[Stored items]
>>>
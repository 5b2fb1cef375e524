use std::collections::BTreeMap;
use std::fs;
use std::path::PathBuf;

use anyhow::Context;
use anyhow::Result;
use anyhow::bail;
use clap::Parser;
use delivery_core::MboxCache;
use delivery_core::response_parser;
use serde_json::Value;
use serde_json::json;

use crate::print_json;

#[derive(Debug, Parser)]
pub struct ParseArgs {
    /// Delivery response body (JSON).
    #[arg(long = "input", value_name = "FILE")]
    input: PathBuf,

    /// Only describe this mbox.
    #[arg(long = "mbox", value_name = "NAME")]
    mbox: Option<String>,

    /// Render pretty JSON instead of a single line.
    #[arg(long = "pretty", default_value_t = false)]
    pretty: bool,
}

pub(crate) fn run(args: ParseArgs) -> Result<()> {
    let body = fs::read_to_string(&args.input)
        .with_context(|| format!("Failed to read response file: {}", args.input.display()))?;
    let summary = summarize(&body, args.mbox.as_deref())?;
    print_json(&summary, args.pretty)
}

/// Identity, edge host and per-mbox content of a delivery response.
/// Executed mboxes shadow prefetched ones of the same name.
fn summarize(body: &str, only: Option<&str>) -> Result<Value> {
    let Some(response) = response_parser::parse_to_json(body) else {
        bail!("response is not a JSON object");
    };
    let prefetched = response_parser::extract_prefetched_mboxes(&response).unwrap_or_default();
    let executed = response_parser::extract_batched_mboxes(&response).unwrap_or_default();

    let mut mboxes: BTreeMap<&str, Value> = BTreeMap::new();
    for (name, mbox) in prefetched.iter().chain(executed.iter()) {
        if only.is_some_and(|only| only != name) {
            continue;
        }
        mboxes.insert(name.as_str(), describe(mbox));
    }
    if let Some(name) = only.filter(|_| mboxes.is_empty()) {
        bail!("mbox {name} is not in the response");
    }

    let edge_host = response_parser::edge_host(&response);
    Ok(json!({
        "tntId": response_parser::tnt_id(&response),
        "edgeHost": (!edge_host.is_empty()).then_some(edge_host),
        "prefetched": sorted_names(&prefetched),
        "executed": sorted_names(&executed),
        "mboxes": mboxes,
    }))
}

fn describe(mbox: &Value) -> Value {
    json!({
        "content": response_parser::extract_mbox_content(mbox),
        "a4tPayload": response_parser::analytics_for_target_payload(mbox),
        "responseTokens": response_parser::response_tokens(mbox),
        "clickMetricA4tPayload": response_parser::extract_click_metric_analytics_payload(mbox),
    })
}

fn sorted_names(mboxes: &MboxCache) -> Vec<&str> {
    let mut names: Vec<&str> = mboxes.keys().map(String::as_str).collect();
    names.sort_unstable();
    names
}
<<<
→ Problem requirements
Take each record above and return it verbatim.

→ Completed exercise
repository 5b2fb1cef375e524
use std::collections::BTreeMap;
use std::fs;
use std::path::PathBuf;

use anyhow::Context;
use anyhow::Result;
use anyhow::bail;
use clap::Parser;
use delivery_core::MboxCache;
use delivery_core::response_parser;
use serde_json::Value;
use serde_json::json;

use crate::print_json;

#[derive(Debug, Parser)]
pub struct ParseArgs {
    /// Delivery response body (JSON).
    #[arg(long = "input", value_name = "FILE")]
    input: PathBuf,

    /// Only describe this mbox.
    #[arg(long = "mbox", value_name = "NAME")]
    mbox: Option<String>,

    /// Render pretty JSON instead of a single line.
    #[arg(long = "pretty", default_value_t = false)]
    pretty: bool,
}

pub(crate) fn run(args: ParseArgs) -> Result<()> {
    let body = fs::read_to_string(&args.input)
        .with_context(|| format!("Failed to read response file: {}", args.input.display()))?;
    let summary = summarize(&body, args.mbox.as_deref())?;
    print_json(&summary, args.pretty)
}

/// Identity, edge host and per-mbox content of a delivery response.
/// Executed mboxes shadow prefetched ones of the same name.
fn summarize(body: &str, only: Option<&str>) -> Result<Value> {
    let Some(response) = response_parser::parse_to_json(body) else {
        bail!("response is not a JSON object");
    };
    let prefetched = response_parser::extract_prefetched_mboxes(&response).unwrap_or_default();
    let executed = response_parser::extract_batched_mboxes(&response).unwrap_or_default();

    let mut mboxes: BTreeMap<&str, Value> = BTreeMap::new();
    for (name, mbox) in prefetched.iter().chain(executed.iter()) {
        if only.is_some_and(|only| only != name) {
            continue;
        }
        mboxes.insert(name.as_str(), describe(mbox));
    }
    if let Some(name) = only.filter(|_| mboxes.is_empty()) {
        bail!("mbox {name} is not in the response");
    }

    let edge_host = response_parser::edge_host(&response);
    Ok(json!({
        "tntId": response_parser::tnt_id(&response),
        "edgeHost": (!edge_host.is_empty()).then_some(edge_host),
        "prefetched": sorted_names(&prefetched),
        "executed": sorted_names(&executed),
        "mboxes": mboxes,
    }))
}

fn describe(mbox: &Value) -> Value {
    json!({
        "content": response_parser::extract_mbox_content(mbox),
        "a4tPayload": response_parser::analytics_for_target_payload(mbox),
        "responseTokens": response_parser::response_tokens(mbox),
        "clickMetricA4tPayload": response_parser::extract_click_metric_analytics_payload(mbox),
    })
}

fn sorted_names(mboxes: &MboxCache) -> Vec<&str> {
    let mut names: Vec<&str> = mboxes.keys().map(String::as_str).collect();
    names.sort_unstable();
    names
}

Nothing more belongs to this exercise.